Appropriation: None.
Fiscal Note: Available.
Effective Date: The bill takes effect 90 days after adjournment of the session in which the bill is passed.
Staff Summary of Public Testimony:
(In support) This bill would expand the options for our state agencies to purchase vehicles using alternative fuels. Alternative fuel vehicles will not meet the fuel economy standards, but they emit lower carbon emissions. This bill will help incentivize alternative fuel vehicles and help those vehicles compete with petroleum fuel vehicles, and meet or beat the emission goals of the state.

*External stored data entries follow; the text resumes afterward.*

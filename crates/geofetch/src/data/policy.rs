use std::time::{Duration, SystemTime};

use serde::{Deserialize, Serialize};

/// How a fetch may use its cache bin.
#[derive(Debug, Clone, Copy, PartialEq, Eq, Default, Serialize, Deserialize)]
#[serde(rename_all = "snake_case")]
pub enum CacheUsage {
    /// Read fresh entries, revalidate stale ones, write successful responses.
    #[default]
    ReadWrite,

    /// Serve any cached entry regardless of age; fetch and write on a miss.
    CacheFirst,

    /// Never contact the network.
    CacheOnly,

    /// Read the cache but never write to it.
    ReadOnly,

    /// Ignore the cache entirely.
    NoCache,
}

impl CacheUsage {
    pub fn reads(self) -> bool {
        self != CacheUsage::NoCache
    }

    pub fn writes(self) -> bool {
        matches!(self, CacheUsage::ReadWrite | CacheUsage::CacheFirst)
    }
}

/// Usage mode plus the expiration rule applied to cached entries.
///
/// # Examples
///
/// ```
/// use std::time::{Duration, SystemTime};
/// use geofetch::{CachePolicy, CacheUsage};
///
/// let policy = CachePolicy::default().max_age(Duration::from_secs(60));
/// assert!(!policy.is_expired(SystemTime::now()));
/// assert!(policy.is_expired(SystemTime::now() - Duration::from_secs(120)));
///
/// let offline = CachePolicy::new(CacheUsage::CacheFirst).max_age(Duration::ZERO);
/// assert!(!offline.is_expired(SystemTime::UNIX_EPOCH));
/// ```
#[derive(Debug, Clone, Copy, PartialEq, Eq, Default, Serialize, Deserialize)]
pub struct CachePolicy {
    pub usage: CacheUsage,

    /// Entries older than this are stale. `None` never expires by age.
    pub max_age: Option<Duration>,

    /// Entries written before this instant are stale.
    pub min_time: Option<SystemTime>,
}

impl CachePolicy {
    pub const NO_CACHE: Self = Self::new(CacheUsage::NoCache);
    pub const CACHE_ONLY: Self = Self::new(CacheUsage::CacheOnly);

    pub const fn new(usage: CacheUsage) -> Self {
        Self {
            usage,
            max_age: None,
            min_time: None,
        }
    }

    #[must_use]
    pub fn usage(mut self, usage: CacheUsage) -> Self {
        self.usage = usage;
        self
    }

    #[must_use]
    pub fn max_age(mut self, max_age: Duration) -> Self {
        self.max_age = Some(max_age);
        self
    }

    #[must_use]
    pub fn min_time(mut self, min_time: SystemTime) -> Self {
        self.min_time = Some(min_time);
        self
    }

    /// Whether an entry last written or touched at `time` is stale.
    pub fn is_expired(&self, time: SystemTime) -> bool {
        if self.usage == CacheUsage::CacheFirst {
            return false;
        }

        if self.min_time.is_some_and(|min| time < min) {
            return true;
        }

        match (self.max_age, SystemTime::now().duration_since(time)) {
            (Some(max_age), Ok(age)) => age > max_age,
            _ => false,
        }
    }
}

This bill is not a mandate; it just allows the state to consider these vehicles as part of their strategy for lowering carbon emissions from the transportation sector. The GA purchases new vehicles when the vehicles reach between 90,000 and 100,000 miles. Current law allows a mix between hybrids and non-hybrid vehicles.
(With concerns) There is no standard for lifecycle carbon intensity. It would be difficult to analyze lifecycle carbon intensity.
(Opposed) None.
Persons Testifying: (In support) Representative Rolfes, prime sponsor; Tom Dooley, Clean Energy; and Bryan Bazard, Department of General Administration.
(With concerns) Greg Hanon, Western States Petroleum Association.
Persons Signed In To Testify But Not Testifying: None.